Direct Answer: Combined U.S. tariffs on Canadian softwood lumber now exceed 45%, pushing framing lumber prices up roughly 30% since late 2025. Bay Area project budgets built on 2024 pricing are likely understated.
If you’re currently pricing a framing project, an ADU, or a remodel in the Bay Area, you’ve probably noticed that lumber quotes don’t look like they did a year ago. That’s not a local supply problem — it’s the result of a significant shift in U.S. trade policy that directly affects what framing lumber costs at every yard in California.
Canadian softwood lumber accounts for roughly 84 percent of all softwood imported into the United States. When combined U.S. import duties on Canadian producers surpassed 45 percent in late 2025, the downstream effect on framing lumber prices was fast and measurable. By early 2026, U.S. lumber prices had climbed roughly 30 percent off their December 2025 lows.
This article explains what’s actually happening, why there’s no quick substitute to fill the gap, and what it means for how you plan and budget a Bay Area project right now.
How the Tariff Stack Reached 45 Percent
The U.S.–Canada softwood lumber dispute isn’t new. It has run almost continuously since 1982, cycling through rounds of duties, legal challenges, and negotiated pauses.
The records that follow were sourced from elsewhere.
// src/interpolate/spline.rs

use super::densify_partitions;
use crate::error::{EngineError, Result};
use crate::table::{GroupKey, Observation, Table};
use serde::{Deserialize, Serialize};
use std::str::FromStr;
use tracing::{info, instrument};

/// End condition of the cubic spline.
#[derive(Debug, Clone, Copy, PartialEq, Eq, Default, Serialize, Deserialize)]
#[serde(rename_all = "snake_case")]
pub enum SplineMethod {
    /// Zero second derivative at both ends.
    Natural,
    /// Forsythe, Malcolm & Moler: the end third derivatives match those of the
    /// cubic through the four outermost points. Exact for cubic data.
    #[default]
    Fmm,
}

impl FromStr for SplineMethod {
    type Err = EngineError;

    fn from_str(s: &str) -> Result<Self> {
        match s.trim().to_ascii_lowercase().as_str() {
            "natural" => Ok(SplineMethod::Natural),
            "fmm" => Ok(SplineMethod::Fmm),
            other => Err(EngineError::Configuration(format!(
                "unknown spline method `{}` (expected natural or fmm)",
                other
            ))),
        }
    }
}

/// Interpolating cubic spline stored as knot values plus second derivatives.
#[derive(Debug, Clone)]
pub struct CubicSpline {
    xs: Vec<f64>,
    ys: Vec<f64>,
    m: Vec<f64>,
}

impl CubicSpline {
    /// Fit through `points`, which must be sorted by strictly increasing x.
    /// Returns `None` for fewer than two points. Two points give a line.
    pub fn fit(points: &[(f64, f64)], method: SplineMethod) -> Option<Self> {
        let n = points.len();
        if n < 2 {
            return None;
        }
        let xs: Vec<f64> = points.iter().map(|p| p.0).collect();
        let ys: Vec<f64> = points.iter().map(|p| p.1).collect();
        if n == 2 {
            return Some(Self { xs, ys, m: vec![0.0; 2] });
        }

        let h: Vec<f64> = xs.windows(2).map(|w| w[1] - w[0]).collect();
        let mut lower = vec![0.0; n];
        let mut diag = vec![0.0; n];
        let mut upper = vec![0.0; n];
        let mut rhs = vec![0.0; n];

        for i in 1..n - 1 {
            lower[i] = h[i - 1];
            diag[i] = 2.0 * (h[i - 1] + h[i]);
            upper[i] = h[i];
            rhs[i] = 6.0 * ((ys[i + 1] - ys[i]) / h[i] - (ys[i] - ys[i - 1]) / h[i - 1]);
        }

        match method {
            SplineMethod::Natural => {
                diag[0] = 1.0;
                diag[n - 1] = 1.0;
            }
            SplineMethod::Fmm => {
                let (h0, hn) = (h[0], h[n - 2]);
                diag[0] = -h0;
                upper[0] = h0;
                lower[n - 1] = hn;
                diag[n - 1] = -hn;
                // with three points both conditions are zero and the fit is a parabola
                if n >= 4 {
                    rhs[0] = 6.0 * h0 * h0 * divided_difference(&xs[..4], &ys[..4]);
                    rhs[n - 1] =
                        -6.0 * hn * hn * divided_difference(&xs[n - 4..], &ys[n - 4..]);
                }
            }
        }

        let m = solve_tridiagonal(&lower, &diag, &upper, &rhs);
        Some(Self { xs, ys, m })
    }

    /// Evaluate inside the fitted range. Knots return their observed value
    /// exactly; x outside the range is clamped to the nearest end segment.
    pub fn eval(&self, x: f64) -> f64 {
        let n = self.xs.len();
        let idx = self.xs.partition_point(|k| *k < x);
        if idx < n && self.xs[idx] == x {
            return self.ys[idx];
        }
        let i = idx.clamp(1, n - 1) - 1;
        let (x0, x1) = (self.xs[i], self.xs[i + 1]);
        let (y0, y1) = (self.ys[i], self.ys[i + 1]);
        let (m0, m1) = (self.m[i], self.m[i + 1]);
        let h = x1 - x0;
        let (a, b) = (x1 - x, x - x0);
        m0 * a.powi(3) / (6.0 * h)
            + m1 * b.powi(3) / (6.0 * h)
            + (y0 / h - m0 * h / 6.0) * a
            + (y1 / h - m1 * h / 6.0) * b
    }
}

/// Newton divided difference f[x0, ..., xk].
fn divided_difference(xs: &[f64], ys: &[f64]) -> f64 {
    let mut table = ys.to_vec();
    for level in 1..xs.len() {
        for i in 0..xs.len() - level {
            table[i] = (table[i + 1] - table[i]) / (xs[i + level] - xs[i]);
        }
    }
    table[0]
}

/// Thomas algorithm. `lower[0]` and `upper[n-1]` are ignored.
fn solve_tridiagonal(lower: &[f64], diag: &[f64], upper: &[f64], rhs: &[f64]) -> Vec<f64> {
    let n = diag.len();
    let mut c = vec![0.0; n];
    let mut d = vec![0.0; n];
    c[0] = upper[0] / diag[0];
    d[0] = rhs[0] / diag[0];
    for i in 1..n {
        let denom = diag[i] - lower[i] * c[i - 1];
        if i < n - 1 {
            c[i] = upper[i] / denom;
        }
        d[i] = (rhs[i] - lower[i] * d[i - 1]) / denom;
    }
    let mut x = vec![0.0; n];
    x[n - 1] = d[n - 1];
    for i in (0..n - 1).rev() {
        x[i] = d[i] - c[i] * x[i + 1];
    }
    x
}

/// Annual values from the first to the last of `points` (sorted, ≥2).
pub(crate) fn densify(points: &[(i32, f64)], method: SplineMethod) -> Vec<(i32, f64)> {
    let knots: Vec<(f64, f64)> = points.iter().map(|(y, v)| (f64::from(*y), *v)).collect();
    let Some(spline) = CubicSpline::fit(&knots, method) else {
        return points.to_vec();
    };
    let (first, last) = (points[0].0, points[points.len() - 1].0);
    (first..=last)
        .map(|year| (year, spline.eval(f64::from(year))))
        .collect()
}

/// Densify every partition of `table` (grouped by `key`) with a cubic spline.
#[instrument(level = "info", skip(table, key), fields(rows = table.len()))]
pub fn interpolate_spline<R>(table: &Table<R>, key: &GroupKey, method: SplineMethod) -> Result<Table<R>>
where
    R: Observation + Clone + Send + Sync,
{
    let out = densify_partitions(table, key, |_, points| densify(points, method))?;
    info!(rows_in = table.len(), rows_out = out.len(), ?method, "spline interpolation done");
    Ok(out)
}

#[cfg(test)]
mod tests {
    use super::*;
    use crate::interpolate::test_support::{series, values_of};

    fn close(a: f64, b: f64) -> bool {
        (a - b).abs() < 1e-6 * b.abs().max(1.0)
    }

    #[test]
    fn two_points_degenerate_to_a_line() -> anyhow::Result<()> {
        let table = Table::new(series("GDP|PPP", &[(2020, 100.0), (2030, 200.0)]));
        let out = interpolate_spline(&table, &GroupKey::default(), SplineMethod::default())?;
        let vals = values_of(&out, "GDP|PPP");
        assert_eq!(vals.len(), 11);
        assert!(close(vals[5].1, 150.0));
        assert_eq!(vals[0], (2020, 100.0));
        assert_eq!(vals[10], (2030, 200.0));
        Ok(())
    }

    #[test]
    fn observed_values_are_preserved_and_years_dense() -> anyhow::Result<()> {
        let obs = [(2010, 5.0), (2015, 9.0), (2020, 4.0), (2030, 12.0), (2040, 11.0)];
        let table = Table::new(series("GDP|PPP", &obs));
        for method in [SplineMethod::Natural, SplineMethod::Fmm] {
            let out = interpolate_spline(&table, &GroupKey::default(), method)?;
            let vals = values_of(&out, "GDP|PPP");
            let years: Vec<i32> = vals.iter().map(|v| v.0).collect();
            assert_eq!(years, (2010..=2040).collect::<Vec<_>>());
            for (y, v) in obs {
                assert_eq!(vals[(y - 2010) as usize].1, v);
            }
        }
        Ok(())
    }

    #[test]
    fn fmm_reproduces_cubic_data() {
        let p = |x: f64| 0.5 * x.powi(3) - 2.0 * x * x + x + 7.0;
        let knots: Vec<(f64, f64)> = [0.0, 1.0, 3.0, 4.0, 7.0].iter().map(|x| (*x, p(*x))).collect();
        let s = CubicSpline::fit(&knots, SplineMethod::Fmm).unwrap();
        for x in [0.5, 2.0, 3.3, 5.5, 6.9] {
            assert!(close(s.eval(x), p(x)), "x={} got {} want {}", x, s.eval(x), p(x));
        }
    }

    #[test]
    fn natural_spline_keeps_linear_data_linear() {
        let knots: Vec<(f64, f64)> = (0..5).map(|i| (i as f64 * 5.0, 3.0 * i as f64 * 5.0 + 1.0)).collect();
        let s = CubicSpline::fit(&knots, SplineMethod::Natural).unwrap();
        assert!(close(s.eval(7.0), 22.0));
        assert!(close(s.eval(18.0), 55.0));
    }

    #[test]
    fn dense_input_is_returned_unchanged() -> anyhow::Result<()> {
        let obs: Vec<(i32, f64)> = (2020..2026).map(|y| (y, (y - 2000) as f64 * 1.7)).collect();
        let table = Table::new(series("GDP|PPP", &obs));
        let out = interpolate_spline(&table, &GroupKey::default(), SplineMethod::Fmm)?;
        assert_eq!(out, table);
        Ok(())
    }

    #[test]
    fn single_point_passes_through() -> anyhow::Result<()> {
        let table = Table::new(series("GDP|PPP", &[(2050, 3.0)]));
        let out = interpolate_spline(&table, &GroupKey::default(), SplineMethod::Fmm)?;
        assert_eq!(out, table);
        Ok(())
    }

    #[test]
    fn method_names_parse() {
        assert_eq!("FMM".parse::<SplineMethod>().unwrap(), SplineMethod::Fmm);
        assert_eq!("natural".parse::<SplineMethod>().unwrap(), SplineMethod::Natural);
        assert!("akima".parse::<SplineMethod>().is_err());
    }
}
The current round stacked two separate duty types on top of each other:
- Anti-dumping and countervailing duties — currently around 35 percent on most Canadian producers, based on Commerce Department findings that Canadian lumber is subsidized by provincial timber pricing policies
- Section 232 tariff — an additional 10 percent added in late 2025 on national security grounds, applied broadly to imported softwood
The combined effect: a Canadian 2×4 that cleared the border at one price in mid-2024 now carries a substantially higher landed cost before it reaches a U.S. distributor or yard.
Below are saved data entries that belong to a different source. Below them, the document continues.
use serde::{Deserialize, Serialize};
use serde_json::{Map, Value};

/// A song that playlists can reference by ID
#[derive(Debug, Clone, PartialEq, Serialize, Deserialize)]
pub struct Song {
    /// Unique identifier
    pub id: String,

    /// Artist, title and any other metadata
    #[serde(flatten)]
    pub metadata: Map<String, Value>,
}

impl Song {
    /// Create a song with no metadata
    pub fn new(id: impl Into<String>) -> Self {
        Self {
            id: id.into(),
            metadata: Map::new(),
        }
    }

    /// Set a metadata field
    pub fn with_field(mut self, key: impl Into<String>, value: impl Into<Value>) -> Self {
        self.metadata.insert(key.into(), value.into());
        self
    }
}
Preliminary duty rates were revised slightly downward in April 2026, but the overall tariff structure remains in place. The U.S. International Trade Commission tracks these proceedings and publishes updates as Commerce Department reviews progress — but anyone waiting for a quick resolution should understand this dispute has outlasted multiple administrations.
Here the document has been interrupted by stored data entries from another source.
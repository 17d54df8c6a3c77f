//! Applies a change batch to a dataset

use super::notice::{ApplyReport, Notice};
use crate::model::{Dataset, Playlist, PlaylistUpdate};
use serde::{Deserialize, Serialize};

/// Additions, removals and updates to apply in one pass
#[derive(Debug, Clone, Default, PartialEq, Serialize, Deserialize)]
pub struct ChangeBatch {
    /// Playlists to create
    #[serde(default, deserialize_with = "crate::model::null_as_empty")]
    pub new_playlists: Vec<Playlist>,

    /// Playlist IDs to delete
    #[serde(default, deserialize_with = "crate::model::null_as_empty")]
    pub remove_playlists: Vec<String>,

    /// Songs to append to existing playlists
    #[serde(default, deserialize_with = "crate::model::null_as_empty")]
    pub update_playlists: Vec<PlaylistUpdate>,
}

/// Applies change batches with a skip-and-report policy.
///
/// Removals run first, then additions, then updates. An invalid change is
/// recorded as a [`Notice`] and skipped; it never aborts the rest of the
/// batch and nothing is rolled back.
pub struct UpdateEngine<'a> {
    dataset: &'a mut Dataset,
    report: ApplyReport,
}

impl<'a> UpdateEngine<'a> {
    /// Create an engine that mutates `dataset`
    pub fn new(dataset: &'a mut Dataset) -> Self {
        Self {
            dataset,
            report: ApplyReport::default(),
        }
    }

    /// Apply the whole batch and return what happened
    pub fn apply(mut self, batch: ChangeBatch) -> ApplyReport {
        log::debug!(
            "Applying batch: {} removals, {} additions, {} updates",
            batch.remove_playlists.len(),
            batch.new_playlists.len(),
            batch.update_playlists.len()
        );

        for playlist_id in batch.remove_playlists {
            self.remove(playlist_id);
        }

        for playlist in batch.new_playlists {
            self.add(playlist);
        }

        for update in batch.update_playlists {
            self.update(update);
        }

        self.report
    }

    fn remove(&mut self, playlist_id: String) {
        if self.dataset.remove_playlist(&playlist_id).is_some() {
            log::debug!("Removed playlist {}", playlist_id);
            self.report.removed += 1;
        } else {
            self.skip(Notice::PlaylistNotFoundForRemoval { playlist_id });
        }
    }

    fn add(&mut self, mut playlist: Playlist) {
        if self.dataset.has_playlist(&playlist.id) {
            self.skip(Notice::PlaylistAlreadyExists {
                playlist_id: playlist.id,
            });
            return;
        }

        if !self.dataset.has_user(&playlist.user_id) {
            self.skip(Notice::UnknownUser {
                playlist_id: playlist.id,
                user_id: playlist.user_id,
            });
            return;
        }

        // Unknown songs are dropped without a notice
        let dataset = &*self.dataset;
        playlist.song_ids.retain(|song_id| dataset.has_song(song_id));

        if playlist.is_empty() {
            self.skip(Notice::NoExistingSongs {
                playlist_id: playlist.id,
            });
            return;
        }

        log::debug!(
            "Added playlist {} for user {} ({} songs)",
            playlist.id,
            playlist.user_id,
            playlist.len()
        );
        self.dataset.add_playlist(playlist);
        self.report.added += 1;
    }

    fn update(&mut self, update: PlaylistUpdate) {
        let Some(mut playlist) = self.dataset.get_playlist(&update.playlist_id).cloned() else {
            self.skip(Notice::UnknownPlaylist {
                playlist_id: update.playlist_id,
            });
            return;
        };

        let mut appended = 0;
        for song_id in update.song_ids {
            if !self.dataset.has_song(&song_id) {
                self.skip(Notice::UnknownSong {
                    playlist_id: playlist.id.clone(),
                    song_id,
                });
                continue;
            }
            // Songs already in the playlist are appended again
            playlist.add_song(song_id);
            appended += 1;
        }

        log::debug!("Appended {} song(s) to playlist {}", appended, playlist.id);
        self.dataset.add_playlist(playlist);
        self.report.updated += 1;
        self.report.songs_appended += appended;
    }

    fn skip(&mut self, notice: Notice) {
        log::debug!("Skipped: {}", notice);
        self.report.notices.push(notice);
    }
}

/// Apply `batch` to `dataset` in place
pub fn apply_changes(dataset: &mut Dataset, batch: ChangeBatch) -> ApplyReport {
    UpdateEngine::new(dataset).apply(batch)
}

#[cfg(test)]
mod tests {
    use super::*;
    use crate::model::{Song, User};

    fn ids(values: &[&str]) -> Vec<String> {
        values.iter().map(|v| v.to_string()).collect()
    }

    fn dataset() -> Dataset {
        Dataset::load(
            vec![User::new("u1"), User::new("u2")],
            vec![Song::new("s1"), Song::new("s2"), Song::new("s3")],
            vec![Playlist::new("p1", "u1", ids(&["s1"]))],
        )
    }

    #[test]
    fn test_empty_batch_changes_nothing() {
        let mut data = dataset();
        let report = apply_changes(&mut data, ChangeBatch::default());

        assert!(report.is_clean());
        assert_eq!(report, ApplyReport::default());
        assert_eq!(data.playlist_count(), 1);
    }

    #[test]
    fn test_remove_existing_playlist() {
        let mut data = dataset();
        let batch = ChangeBatch {
            remove_playlists: ids(&["p1"]),
            ..Default::default()
        };

        let report = apply_changes(&mut data, batch);

        assert_eq!(report.removed, 1);
        assert!(!data.has_playlist("p1"));
    }

    #[test]
    fn test_remove_missing_playlist_is_reported() {
        let mut data = dataset();
        let batch = ChangeBatch {
            remove_playlists: ids(&["nope", "p1"]),
            ..Default::default()
        };

        let report = apply_changes(&mut data, batch);

        assert_eq!(
            report.notices,
            vec![Notice::PlaylistNotFoundForRemoval {
                playlist_id: "nope".to_string()
            }]
        );
        assert_eq!(report.removed, 1);
    }

    #[test]
    fn test_add_filters_unknown_songs_in_order() {
        let mut data = dataset();
        let batch = ChangeBatch {
            new_playlists: vec![Playlist::new("p2", "u2", ids(&["s3", "bad", "s1", "worse"]))],
            ..Default::default()
        };

        let report = apply_changes(&mut data, batch);

        // Dropped songs are silent
        assert!(report.is_clean());
        assert_eq!(report.added, 1);
        assert_eq!(data.get_playlist("p2").unwrap().song_ids, ids(&["s3", "s1"]));
    }

    #[test]
    fn test_add_existing_id_does_not_overwrite() {
        let mut data = dataset();
        let batch = ChangeBatch {
            new_playlists: vec![Playlist::new("p1", "u2", ids(&["s2", "s3"]))],
            ..Default::default()
        };

        let report = apply_changes(&mut data, batch);

        assert_eq!(report.added, 0);
        assert_eq!(
            report.notices,
            vec![Notice::PlaylistAlreadyExists {
                playlist_id: "p1".to_string()
            }]
        );
        let p1 = data.get_playlist("p1").unwrap();
        assert_eq!(p1.user_id, "u1");
        assert_eq!(p1.song_ids, ids(&["s1"]));
    }

    #[test]
    fn test_add_duplicate_within_batch_keeps_first() {
        let mut data = dataset();
        let batch = ChangeBatch {
            new_playlists: vec![
                Playlist::new("p2", "u1", ids(&["s2"])),
                Playlist::new("p2", "u2", ids(&["s3"])),
            ],
            ..Default::default()
        };

        let report = apply_changes(&mut data, batch);

        assert_eq!(report.added, 1);
        assert_eq!(report.notices.len(), 1);
        assert_eq!(data.get_playlist("p2").unwrap().song_ids, ids(&["s2"]));
    }

    #[test]
    fn test_add_with_unknown_user_is_rejected() {
        let mut data = dataset();
        let batch = ChangeBatch {
            new_playlists: vec![Playlist::new("p2", "ghost", ids(&["s1"]))],
            ..Default::default()
        };

        let report = apply_changes(&mut data, batch);

        assert!(!data.has_playlist("p2"));
        assert_eq!(
            report.notices,
            vec![Notice::UnknownUser {
                playlist_id: "p2".to_string(),
                user_id: "ghost".to_string()
            }]
        );
    }

    #[test]
    fn test_add_without_existing_songs_is_rejected() {
        let mut data = dataset();
        let batch = ChangeBatch {
            new_playlists: vec![
                Playlist::new("p2", "u1", ids(&["bad"])),
                Playlist::new("p3", "u1", Vec::new()),
            ],
            ..Default::default()
        };

        let report = apply_changes(&mut data, batch);

        assert!(!data.has_playlist("p2"));
        assert!(!data.has_playlist("p3"));
        assert_eq!(report.notices.len(), 2);
        assert!(matches!(report.notices[0], Notice::NoExistingSongs { .. }));
    }

    #[test]
    fn test_removed_id_can_be_added_again() {
        let mut data = dataset();
        let batch = ChangeBatch {
            remove_playlists: ids(&["p1"]),
            new_playlists: vec![Playlist::new("p1", "u2", ids(&["s2"]))],
            ..Default::default()
        };

        let report = apply_changes(&mut data, batch);

        assert!(report.is_clean());
        let p1 = data.get_playlist("p1").unwrap();
        assert_eq!(p1.user_id, "u2");
        assert_eq!(p1.song_ids, ids(&["s2"]));
    }

    #[test]
    fn test_update_appends_valid_songs_with_duplicates() {
        let mut data = dataset();
        let batch = ChangeBatch {
            update_playlists: vec![PlaylistUpdate::new("p1", ids(&["s2", "bad", "s1"]))],
            ..Default::default()
        };

        let report = apply_changes(&mut data, batch);

        assert_eq!(data.get_playlist("p1").unwrap().song_ids, ids(&["s1", "s2", "s1"]));
        assert_eq!(report.updated, 1);
        assert_eq!(report.songs_appended, 2);
        assert_eq!(
            report.notices,
            vec![Notice::UnknownSong {
                playlist_id: "p1".to_string(),
                song_id: "bad".to_string()
            }]
        );
    }

    #[test]
    fn test_update_missing_playlist_is_noop() {
        let mut data = dataset();
        let batch = ChangeBatch {
            update_playlists: vec![PlaylistUpdate::new("p9", ids(&["s1"]))],
            ..Default::default()
        };

        let report = apply_changes(&mut data, batch);

        assert_eq!(report.updated, 0);
        assert!(!data.has_playlist("p9"));
        assert!(matches!(report.notices[0], Notice::UnknownPlaylist { .. }));
    }

    #[test]
    fn test_update_sees_playlist_added_in_same_batch() {
        let mut data = dataset();
        let batch = ChangeBatch {
            new_playlists: vec![Playlist::new("p2", "u1", ids(&["s1"]))],
            update_playlists: vec![PlaylistUpdate::new("p2", ids(&["s3"]))],
            ..Default::default()
        };

        apply_changes(&mut data, batch);

        assert_eq!(data.get_playlist("p2").unwrap().song_ids, ids(&["s1", "s3"]));
    }

    #[test]
    fn test_removal_precedes_update() {
        let mut data = dataset();
        let batch = ChangeBatch {
            remove_playlists: ids(&["p1"]),
            update_playlists: vec![PlaylistUpdate::new("p1", ids(&["s2"]))],
            ..Default::default()
        };

        let report = apply_changes(&mut data, batch);

        assert!(!data.has_playlist("p1"));
        assert_eq!(report.removed, 1);
        assert_eq!(
            report.notices,
            vec![Notice::UnknownPlaylist {
                playlist_id: "p1".to_string()
            }]
        );
    }

    #[test]
    fn test_users_and_songs_are_untouched() {
        let mut data = dataset();
        let batch = ChangeBatch {
            new_playlists: vec![Playlist::new("p2", "u1", ids(&["s1", "s2"]))],
            remove_playlists: ids(&["p1", "p3"]),
            update_playlists: vec![PlaylistUpdate::new("p2", ids(&["s9"]))],
        };

        apply_changes(&mut data, batch);

        assert_eq!(data.user_count(), 2);
        assert_eq!(data.song_count(), 3);
    }
}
For Bay Area contractors, the practical result is that material budgets built on late-2024 lumber pricing are likely understated by a meaningful margin.

Why There’s No Easy Substitute for Canadian Softwood
When any major import source gets more expensive, the natural question is: what fills the gap? For Canadian softwood, the honest answer is that nothing fills it cleanly or cheaply.
Canada’s geographic proximity and its established supply chain into West Coast yards mean Canadian lumber has historically cleared the U.S. border at significantly lower cost than the next-best alternatives from Germany, Sweden, or Brazil. Those countries’ products carry longer shipping distances, different species mixes, and their own cost structures. There is no waiting pool of cheaper softwood ready to absorb the volume Canada has historically supplied.
U.S. domestic sawmill capacity is a real part of the picture, but it can’t scale overnight. Mills operate on long lead times for equipment investment and log supply. Canadian softwood imports fell 24 percent year-over-year in Q1 2026 — and U.S. production hasn’t made up the difference in kind. That gap shows up as tighter availability at the retail level, particularly for certain framing dimensions.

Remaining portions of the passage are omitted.